> _TASK STATEMENT_:
Report how many lines in the entries below hold the word "return". Your answer is that number alone.

[[ EXERCISE DATA, beginning ]]

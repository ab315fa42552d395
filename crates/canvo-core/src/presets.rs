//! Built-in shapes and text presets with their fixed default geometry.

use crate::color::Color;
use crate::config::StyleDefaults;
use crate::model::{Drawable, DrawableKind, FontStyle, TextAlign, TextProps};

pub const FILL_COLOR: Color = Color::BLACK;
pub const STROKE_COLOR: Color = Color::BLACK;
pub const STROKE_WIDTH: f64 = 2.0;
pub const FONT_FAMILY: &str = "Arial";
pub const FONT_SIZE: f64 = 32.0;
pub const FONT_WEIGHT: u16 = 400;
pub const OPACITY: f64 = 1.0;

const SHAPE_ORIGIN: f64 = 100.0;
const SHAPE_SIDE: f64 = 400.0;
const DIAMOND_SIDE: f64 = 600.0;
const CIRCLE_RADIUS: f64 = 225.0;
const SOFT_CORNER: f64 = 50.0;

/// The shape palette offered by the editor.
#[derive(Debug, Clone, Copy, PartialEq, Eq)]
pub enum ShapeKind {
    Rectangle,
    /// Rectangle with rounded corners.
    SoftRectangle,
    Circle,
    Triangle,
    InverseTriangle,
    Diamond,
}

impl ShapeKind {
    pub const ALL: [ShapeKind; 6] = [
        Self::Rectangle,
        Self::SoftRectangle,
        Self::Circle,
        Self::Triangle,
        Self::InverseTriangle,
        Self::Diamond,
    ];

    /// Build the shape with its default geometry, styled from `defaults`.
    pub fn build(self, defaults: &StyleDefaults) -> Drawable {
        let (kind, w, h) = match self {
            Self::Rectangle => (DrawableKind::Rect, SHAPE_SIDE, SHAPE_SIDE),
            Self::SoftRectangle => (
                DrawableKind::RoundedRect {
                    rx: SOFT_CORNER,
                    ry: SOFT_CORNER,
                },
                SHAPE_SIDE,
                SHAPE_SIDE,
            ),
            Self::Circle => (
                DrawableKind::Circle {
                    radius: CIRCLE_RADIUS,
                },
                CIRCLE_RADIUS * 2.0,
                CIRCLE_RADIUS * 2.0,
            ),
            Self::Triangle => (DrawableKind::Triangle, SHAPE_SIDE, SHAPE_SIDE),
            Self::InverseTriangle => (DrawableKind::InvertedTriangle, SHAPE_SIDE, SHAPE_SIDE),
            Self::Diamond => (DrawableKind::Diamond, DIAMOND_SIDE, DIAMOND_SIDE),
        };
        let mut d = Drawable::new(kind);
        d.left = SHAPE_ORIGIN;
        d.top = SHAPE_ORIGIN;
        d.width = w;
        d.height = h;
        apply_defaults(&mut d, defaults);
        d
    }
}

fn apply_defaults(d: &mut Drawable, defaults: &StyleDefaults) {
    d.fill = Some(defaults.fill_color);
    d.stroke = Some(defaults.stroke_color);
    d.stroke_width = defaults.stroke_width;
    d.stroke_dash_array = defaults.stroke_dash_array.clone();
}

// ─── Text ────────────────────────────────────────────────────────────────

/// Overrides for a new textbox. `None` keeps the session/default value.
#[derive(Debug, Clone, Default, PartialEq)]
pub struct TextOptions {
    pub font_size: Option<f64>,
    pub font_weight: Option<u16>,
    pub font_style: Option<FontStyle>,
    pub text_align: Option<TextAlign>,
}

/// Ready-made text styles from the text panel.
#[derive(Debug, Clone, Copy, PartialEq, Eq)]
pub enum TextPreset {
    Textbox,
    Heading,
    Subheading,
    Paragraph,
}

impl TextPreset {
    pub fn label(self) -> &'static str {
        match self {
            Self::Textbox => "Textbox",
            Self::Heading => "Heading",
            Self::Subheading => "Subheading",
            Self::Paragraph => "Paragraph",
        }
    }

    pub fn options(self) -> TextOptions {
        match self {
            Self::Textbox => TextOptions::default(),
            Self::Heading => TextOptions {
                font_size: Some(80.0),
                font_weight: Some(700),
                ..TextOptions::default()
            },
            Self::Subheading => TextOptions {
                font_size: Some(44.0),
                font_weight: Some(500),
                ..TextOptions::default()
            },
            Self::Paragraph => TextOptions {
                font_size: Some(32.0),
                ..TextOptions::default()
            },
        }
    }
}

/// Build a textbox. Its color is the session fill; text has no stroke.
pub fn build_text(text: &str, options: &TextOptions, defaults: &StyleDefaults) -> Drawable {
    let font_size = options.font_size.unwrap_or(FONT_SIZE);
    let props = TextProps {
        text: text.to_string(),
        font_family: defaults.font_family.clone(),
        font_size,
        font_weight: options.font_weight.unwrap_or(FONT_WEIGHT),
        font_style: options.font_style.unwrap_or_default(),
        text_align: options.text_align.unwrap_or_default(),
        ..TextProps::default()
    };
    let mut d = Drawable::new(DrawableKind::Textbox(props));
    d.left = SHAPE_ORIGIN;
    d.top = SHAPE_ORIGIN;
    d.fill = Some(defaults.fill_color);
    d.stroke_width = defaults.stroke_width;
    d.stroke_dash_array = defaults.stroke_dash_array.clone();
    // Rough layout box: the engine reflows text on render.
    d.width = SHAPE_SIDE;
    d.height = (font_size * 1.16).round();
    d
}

[[ EXERCISE DATA, end ]]
[[ EXERCISE DATA, beginning ]]

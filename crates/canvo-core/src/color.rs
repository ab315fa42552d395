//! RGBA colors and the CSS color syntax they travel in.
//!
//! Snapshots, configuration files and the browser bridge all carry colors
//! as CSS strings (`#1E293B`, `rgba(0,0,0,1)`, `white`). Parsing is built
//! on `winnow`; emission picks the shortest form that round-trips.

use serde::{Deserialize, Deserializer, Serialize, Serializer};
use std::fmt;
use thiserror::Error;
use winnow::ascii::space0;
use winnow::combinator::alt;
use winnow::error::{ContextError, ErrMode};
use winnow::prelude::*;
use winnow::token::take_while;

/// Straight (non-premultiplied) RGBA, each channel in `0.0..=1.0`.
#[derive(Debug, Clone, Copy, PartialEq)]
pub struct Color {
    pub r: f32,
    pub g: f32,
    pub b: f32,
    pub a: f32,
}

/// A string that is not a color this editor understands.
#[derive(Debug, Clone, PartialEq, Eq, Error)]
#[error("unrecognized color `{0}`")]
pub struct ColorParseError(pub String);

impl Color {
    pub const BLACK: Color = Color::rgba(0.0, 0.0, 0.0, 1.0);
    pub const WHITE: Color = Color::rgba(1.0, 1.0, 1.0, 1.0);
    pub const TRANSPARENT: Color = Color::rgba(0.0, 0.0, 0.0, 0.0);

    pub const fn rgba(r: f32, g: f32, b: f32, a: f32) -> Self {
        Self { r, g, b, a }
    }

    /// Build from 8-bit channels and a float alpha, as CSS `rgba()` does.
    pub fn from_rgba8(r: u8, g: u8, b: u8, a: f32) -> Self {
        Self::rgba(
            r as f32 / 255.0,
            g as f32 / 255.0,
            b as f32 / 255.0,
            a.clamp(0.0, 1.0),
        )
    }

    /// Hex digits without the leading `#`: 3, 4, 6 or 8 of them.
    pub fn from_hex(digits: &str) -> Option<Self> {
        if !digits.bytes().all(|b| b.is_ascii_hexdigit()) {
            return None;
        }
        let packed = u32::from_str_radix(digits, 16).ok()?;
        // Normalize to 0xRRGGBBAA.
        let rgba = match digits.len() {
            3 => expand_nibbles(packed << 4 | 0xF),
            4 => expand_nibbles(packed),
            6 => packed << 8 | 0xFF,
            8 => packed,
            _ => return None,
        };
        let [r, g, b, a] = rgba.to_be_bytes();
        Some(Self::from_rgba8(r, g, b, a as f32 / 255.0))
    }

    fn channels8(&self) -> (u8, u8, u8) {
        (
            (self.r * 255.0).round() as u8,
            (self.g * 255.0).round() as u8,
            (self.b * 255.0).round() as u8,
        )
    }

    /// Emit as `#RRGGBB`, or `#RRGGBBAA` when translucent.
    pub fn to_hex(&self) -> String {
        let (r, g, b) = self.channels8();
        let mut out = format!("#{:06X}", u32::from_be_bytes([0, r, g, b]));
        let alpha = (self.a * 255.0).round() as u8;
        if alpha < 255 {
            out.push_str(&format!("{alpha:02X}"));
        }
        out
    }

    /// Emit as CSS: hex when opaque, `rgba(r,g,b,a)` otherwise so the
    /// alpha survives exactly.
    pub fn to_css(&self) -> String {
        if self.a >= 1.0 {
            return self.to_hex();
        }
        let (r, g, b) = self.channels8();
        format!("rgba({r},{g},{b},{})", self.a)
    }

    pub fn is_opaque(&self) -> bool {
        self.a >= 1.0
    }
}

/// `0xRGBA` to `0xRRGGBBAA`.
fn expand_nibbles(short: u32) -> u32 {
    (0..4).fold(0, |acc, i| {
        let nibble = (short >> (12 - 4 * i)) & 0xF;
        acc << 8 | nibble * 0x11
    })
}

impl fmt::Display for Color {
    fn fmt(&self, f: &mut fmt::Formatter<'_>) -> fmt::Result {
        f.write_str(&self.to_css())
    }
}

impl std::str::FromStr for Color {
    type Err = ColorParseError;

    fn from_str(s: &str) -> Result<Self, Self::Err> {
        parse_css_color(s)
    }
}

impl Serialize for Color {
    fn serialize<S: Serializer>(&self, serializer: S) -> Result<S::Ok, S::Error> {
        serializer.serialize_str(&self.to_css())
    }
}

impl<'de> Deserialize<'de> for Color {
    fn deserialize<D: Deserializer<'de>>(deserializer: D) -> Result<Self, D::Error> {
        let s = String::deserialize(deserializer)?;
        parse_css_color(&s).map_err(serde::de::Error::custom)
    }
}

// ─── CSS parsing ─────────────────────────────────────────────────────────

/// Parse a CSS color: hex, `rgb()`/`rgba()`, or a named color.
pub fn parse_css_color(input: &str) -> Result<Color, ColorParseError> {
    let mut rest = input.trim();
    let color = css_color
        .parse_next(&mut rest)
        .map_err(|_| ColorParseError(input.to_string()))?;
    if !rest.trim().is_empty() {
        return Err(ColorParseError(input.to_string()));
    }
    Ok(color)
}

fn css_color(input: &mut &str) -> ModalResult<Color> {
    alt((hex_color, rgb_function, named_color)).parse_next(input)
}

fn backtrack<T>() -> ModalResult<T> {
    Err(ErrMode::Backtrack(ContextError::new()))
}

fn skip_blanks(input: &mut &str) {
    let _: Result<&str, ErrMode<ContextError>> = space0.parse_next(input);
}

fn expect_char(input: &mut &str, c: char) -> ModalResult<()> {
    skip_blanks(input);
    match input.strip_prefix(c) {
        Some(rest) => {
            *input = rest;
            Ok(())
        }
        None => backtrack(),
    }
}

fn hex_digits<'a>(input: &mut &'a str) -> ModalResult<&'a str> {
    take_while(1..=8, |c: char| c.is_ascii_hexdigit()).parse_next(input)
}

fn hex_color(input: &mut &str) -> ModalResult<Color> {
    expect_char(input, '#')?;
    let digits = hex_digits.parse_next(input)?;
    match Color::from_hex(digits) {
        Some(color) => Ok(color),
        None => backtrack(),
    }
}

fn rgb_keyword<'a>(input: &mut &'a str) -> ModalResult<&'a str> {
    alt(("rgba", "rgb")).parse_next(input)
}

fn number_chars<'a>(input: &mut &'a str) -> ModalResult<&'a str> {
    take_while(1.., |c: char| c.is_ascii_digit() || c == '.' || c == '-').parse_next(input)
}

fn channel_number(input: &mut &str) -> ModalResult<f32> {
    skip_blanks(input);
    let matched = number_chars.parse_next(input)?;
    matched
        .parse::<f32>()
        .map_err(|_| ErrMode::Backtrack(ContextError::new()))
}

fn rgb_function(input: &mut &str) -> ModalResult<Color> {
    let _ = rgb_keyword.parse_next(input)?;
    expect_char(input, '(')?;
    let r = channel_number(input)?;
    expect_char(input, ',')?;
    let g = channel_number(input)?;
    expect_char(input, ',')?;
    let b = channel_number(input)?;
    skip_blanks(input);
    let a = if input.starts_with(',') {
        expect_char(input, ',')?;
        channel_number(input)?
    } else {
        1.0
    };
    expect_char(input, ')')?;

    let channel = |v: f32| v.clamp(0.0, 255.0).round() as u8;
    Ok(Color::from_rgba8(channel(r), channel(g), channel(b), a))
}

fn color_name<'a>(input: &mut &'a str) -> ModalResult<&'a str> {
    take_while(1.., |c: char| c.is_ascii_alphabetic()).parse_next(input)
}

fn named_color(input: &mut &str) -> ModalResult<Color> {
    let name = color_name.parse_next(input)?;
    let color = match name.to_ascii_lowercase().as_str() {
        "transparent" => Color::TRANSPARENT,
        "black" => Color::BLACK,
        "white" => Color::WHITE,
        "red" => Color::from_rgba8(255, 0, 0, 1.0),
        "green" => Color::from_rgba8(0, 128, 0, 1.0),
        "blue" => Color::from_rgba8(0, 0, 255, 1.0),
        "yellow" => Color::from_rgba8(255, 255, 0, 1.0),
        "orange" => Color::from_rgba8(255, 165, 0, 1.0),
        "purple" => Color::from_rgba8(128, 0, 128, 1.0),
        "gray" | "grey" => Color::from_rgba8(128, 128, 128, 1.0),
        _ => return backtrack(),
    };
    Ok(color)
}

[[ EXERCISE DATA, end ]]
[[ EXERCISE DATA, beginning ]]

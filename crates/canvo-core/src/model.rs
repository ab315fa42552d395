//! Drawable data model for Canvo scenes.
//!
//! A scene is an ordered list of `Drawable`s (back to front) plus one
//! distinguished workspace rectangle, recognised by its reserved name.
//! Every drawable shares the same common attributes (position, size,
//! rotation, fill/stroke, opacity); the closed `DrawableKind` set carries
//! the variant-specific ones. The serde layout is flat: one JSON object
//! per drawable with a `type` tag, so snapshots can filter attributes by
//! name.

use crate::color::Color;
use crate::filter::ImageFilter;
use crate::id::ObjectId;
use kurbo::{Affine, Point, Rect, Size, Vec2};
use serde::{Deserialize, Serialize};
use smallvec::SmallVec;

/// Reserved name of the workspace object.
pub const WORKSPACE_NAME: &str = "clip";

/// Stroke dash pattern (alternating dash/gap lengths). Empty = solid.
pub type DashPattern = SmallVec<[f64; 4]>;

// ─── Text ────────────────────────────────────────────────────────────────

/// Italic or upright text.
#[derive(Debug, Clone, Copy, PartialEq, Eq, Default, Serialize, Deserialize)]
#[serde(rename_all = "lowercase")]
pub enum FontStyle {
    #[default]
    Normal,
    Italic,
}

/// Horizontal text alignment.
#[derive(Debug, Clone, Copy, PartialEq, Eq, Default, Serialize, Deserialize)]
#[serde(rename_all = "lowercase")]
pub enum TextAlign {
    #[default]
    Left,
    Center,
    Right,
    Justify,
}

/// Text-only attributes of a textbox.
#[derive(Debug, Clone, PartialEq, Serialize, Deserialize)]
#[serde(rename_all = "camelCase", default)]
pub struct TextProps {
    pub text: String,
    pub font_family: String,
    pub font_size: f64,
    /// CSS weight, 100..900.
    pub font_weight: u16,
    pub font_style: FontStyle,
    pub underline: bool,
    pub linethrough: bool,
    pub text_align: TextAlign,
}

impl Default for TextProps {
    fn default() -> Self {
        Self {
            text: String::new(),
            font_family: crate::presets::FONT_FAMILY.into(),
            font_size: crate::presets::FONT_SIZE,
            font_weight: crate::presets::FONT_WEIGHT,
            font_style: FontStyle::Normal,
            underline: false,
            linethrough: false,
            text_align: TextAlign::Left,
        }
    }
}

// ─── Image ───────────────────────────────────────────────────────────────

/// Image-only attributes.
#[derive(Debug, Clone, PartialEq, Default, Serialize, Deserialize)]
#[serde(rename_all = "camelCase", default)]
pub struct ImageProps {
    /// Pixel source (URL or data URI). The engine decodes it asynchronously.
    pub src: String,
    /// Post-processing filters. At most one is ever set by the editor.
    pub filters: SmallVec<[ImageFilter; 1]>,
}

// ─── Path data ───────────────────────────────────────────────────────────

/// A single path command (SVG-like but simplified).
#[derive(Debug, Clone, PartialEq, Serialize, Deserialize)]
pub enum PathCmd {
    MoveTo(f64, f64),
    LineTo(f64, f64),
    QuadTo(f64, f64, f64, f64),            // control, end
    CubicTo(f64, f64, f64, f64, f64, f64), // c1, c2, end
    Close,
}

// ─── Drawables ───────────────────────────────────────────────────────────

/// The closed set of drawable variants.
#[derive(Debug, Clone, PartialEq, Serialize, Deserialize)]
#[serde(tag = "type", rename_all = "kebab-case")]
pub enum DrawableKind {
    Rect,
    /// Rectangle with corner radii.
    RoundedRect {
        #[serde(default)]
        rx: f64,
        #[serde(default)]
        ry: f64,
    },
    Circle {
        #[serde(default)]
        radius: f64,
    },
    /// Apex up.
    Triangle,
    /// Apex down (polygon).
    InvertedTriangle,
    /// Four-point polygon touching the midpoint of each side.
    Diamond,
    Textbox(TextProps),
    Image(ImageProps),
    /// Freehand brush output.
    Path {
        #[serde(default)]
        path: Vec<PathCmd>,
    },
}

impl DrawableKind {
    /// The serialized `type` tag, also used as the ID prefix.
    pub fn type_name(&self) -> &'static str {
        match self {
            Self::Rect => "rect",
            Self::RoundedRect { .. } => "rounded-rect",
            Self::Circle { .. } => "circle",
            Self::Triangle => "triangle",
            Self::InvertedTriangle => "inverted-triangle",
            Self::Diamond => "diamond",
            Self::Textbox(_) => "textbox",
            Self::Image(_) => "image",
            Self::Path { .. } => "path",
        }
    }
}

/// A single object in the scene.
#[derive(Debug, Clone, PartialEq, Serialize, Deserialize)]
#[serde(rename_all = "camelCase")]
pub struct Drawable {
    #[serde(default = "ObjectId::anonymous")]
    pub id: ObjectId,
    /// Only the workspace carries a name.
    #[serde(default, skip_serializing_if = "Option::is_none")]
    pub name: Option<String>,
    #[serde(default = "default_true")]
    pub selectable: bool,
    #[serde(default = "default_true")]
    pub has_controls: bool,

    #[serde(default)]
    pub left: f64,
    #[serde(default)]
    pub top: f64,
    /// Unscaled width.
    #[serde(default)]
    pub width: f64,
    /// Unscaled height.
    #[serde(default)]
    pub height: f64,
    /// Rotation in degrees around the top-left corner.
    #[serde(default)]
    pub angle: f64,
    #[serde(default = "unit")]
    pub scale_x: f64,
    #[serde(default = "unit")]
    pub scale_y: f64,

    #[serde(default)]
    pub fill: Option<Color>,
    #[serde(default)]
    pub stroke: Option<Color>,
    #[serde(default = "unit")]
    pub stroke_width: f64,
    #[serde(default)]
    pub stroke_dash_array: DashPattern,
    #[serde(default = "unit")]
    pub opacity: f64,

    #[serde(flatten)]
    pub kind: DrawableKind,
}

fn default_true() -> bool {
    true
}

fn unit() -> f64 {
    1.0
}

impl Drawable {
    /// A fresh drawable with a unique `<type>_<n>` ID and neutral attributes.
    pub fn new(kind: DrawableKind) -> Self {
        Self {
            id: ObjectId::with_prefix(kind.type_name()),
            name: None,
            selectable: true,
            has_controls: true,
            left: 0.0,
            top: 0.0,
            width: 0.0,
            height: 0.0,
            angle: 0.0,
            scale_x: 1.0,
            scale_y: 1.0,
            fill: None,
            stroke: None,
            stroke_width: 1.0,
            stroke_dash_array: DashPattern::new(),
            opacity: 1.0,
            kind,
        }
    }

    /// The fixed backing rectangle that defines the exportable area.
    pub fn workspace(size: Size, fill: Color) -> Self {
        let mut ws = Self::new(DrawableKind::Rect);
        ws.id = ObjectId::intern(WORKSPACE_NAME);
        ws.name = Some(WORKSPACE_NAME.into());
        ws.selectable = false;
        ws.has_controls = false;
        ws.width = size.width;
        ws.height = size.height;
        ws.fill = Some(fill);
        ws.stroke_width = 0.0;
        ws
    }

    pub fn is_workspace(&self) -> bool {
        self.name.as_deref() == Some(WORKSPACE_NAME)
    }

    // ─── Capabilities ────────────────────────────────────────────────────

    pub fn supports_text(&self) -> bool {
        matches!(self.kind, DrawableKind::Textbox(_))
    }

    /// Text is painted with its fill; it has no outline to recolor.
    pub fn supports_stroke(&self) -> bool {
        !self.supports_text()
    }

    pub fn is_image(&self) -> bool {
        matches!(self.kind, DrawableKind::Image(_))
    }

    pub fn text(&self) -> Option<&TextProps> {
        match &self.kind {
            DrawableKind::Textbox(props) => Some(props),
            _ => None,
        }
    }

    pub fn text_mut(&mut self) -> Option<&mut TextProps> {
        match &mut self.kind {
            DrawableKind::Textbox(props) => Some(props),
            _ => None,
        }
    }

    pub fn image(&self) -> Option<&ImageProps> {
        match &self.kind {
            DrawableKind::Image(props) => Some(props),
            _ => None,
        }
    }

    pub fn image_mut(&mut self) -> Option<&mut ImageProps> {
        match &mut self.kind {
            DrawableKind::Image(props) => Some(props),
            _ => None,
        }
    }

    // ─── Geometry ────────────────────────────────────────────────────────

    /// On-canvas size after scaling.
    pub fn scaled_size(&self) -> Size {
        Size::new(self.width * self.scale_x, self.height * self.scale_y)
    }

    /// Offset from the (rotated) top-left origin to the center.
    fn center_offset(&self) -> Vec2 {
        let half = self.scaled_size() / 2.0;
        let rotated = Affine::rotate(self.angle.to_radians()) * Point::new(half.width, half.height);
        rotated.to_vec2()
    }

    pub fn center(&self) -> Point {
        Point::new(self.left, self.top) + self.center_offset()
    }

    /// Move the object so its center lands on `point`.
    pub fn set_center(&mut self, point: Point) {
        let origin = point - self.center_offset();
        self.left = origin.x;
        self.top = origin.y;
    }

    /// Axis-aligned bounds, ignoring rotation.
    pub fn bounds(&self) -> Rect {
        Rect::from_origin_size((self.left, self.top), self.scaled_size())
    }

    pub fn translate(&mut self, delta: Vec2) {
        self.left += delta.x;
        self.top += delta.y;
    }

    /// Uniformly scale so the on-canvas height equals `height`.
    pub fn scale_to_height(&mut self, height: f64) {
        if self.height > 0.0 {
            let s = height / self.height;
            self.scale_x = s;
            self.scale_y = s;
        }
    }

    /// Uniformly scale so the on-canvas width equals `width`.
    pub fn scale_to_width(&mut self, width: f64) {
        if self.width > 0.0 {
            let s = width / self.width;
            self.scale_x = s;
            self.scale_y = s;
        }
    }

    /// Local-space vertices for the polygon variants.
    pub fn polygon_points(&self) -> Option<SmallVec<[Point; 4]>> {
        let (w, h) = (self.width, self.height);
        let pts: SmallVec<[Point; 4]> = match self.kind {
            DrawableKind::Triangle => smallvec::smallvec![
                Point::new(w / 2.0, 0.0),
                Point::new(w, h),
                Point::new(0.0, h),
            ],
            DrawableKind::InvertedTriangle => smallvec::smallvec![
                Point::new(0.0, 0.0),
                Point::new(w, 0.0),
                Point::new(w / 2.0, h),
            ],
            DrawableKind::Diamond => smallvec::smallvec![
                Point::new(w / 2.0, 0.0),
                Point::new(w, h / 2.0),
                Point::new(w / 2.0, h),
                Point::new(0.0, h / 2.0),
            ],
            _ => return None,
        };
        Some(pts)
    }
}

[[ EXERCISE DATA, end ]]

> _SOLUTION FOR THIS EXERCISE_:
6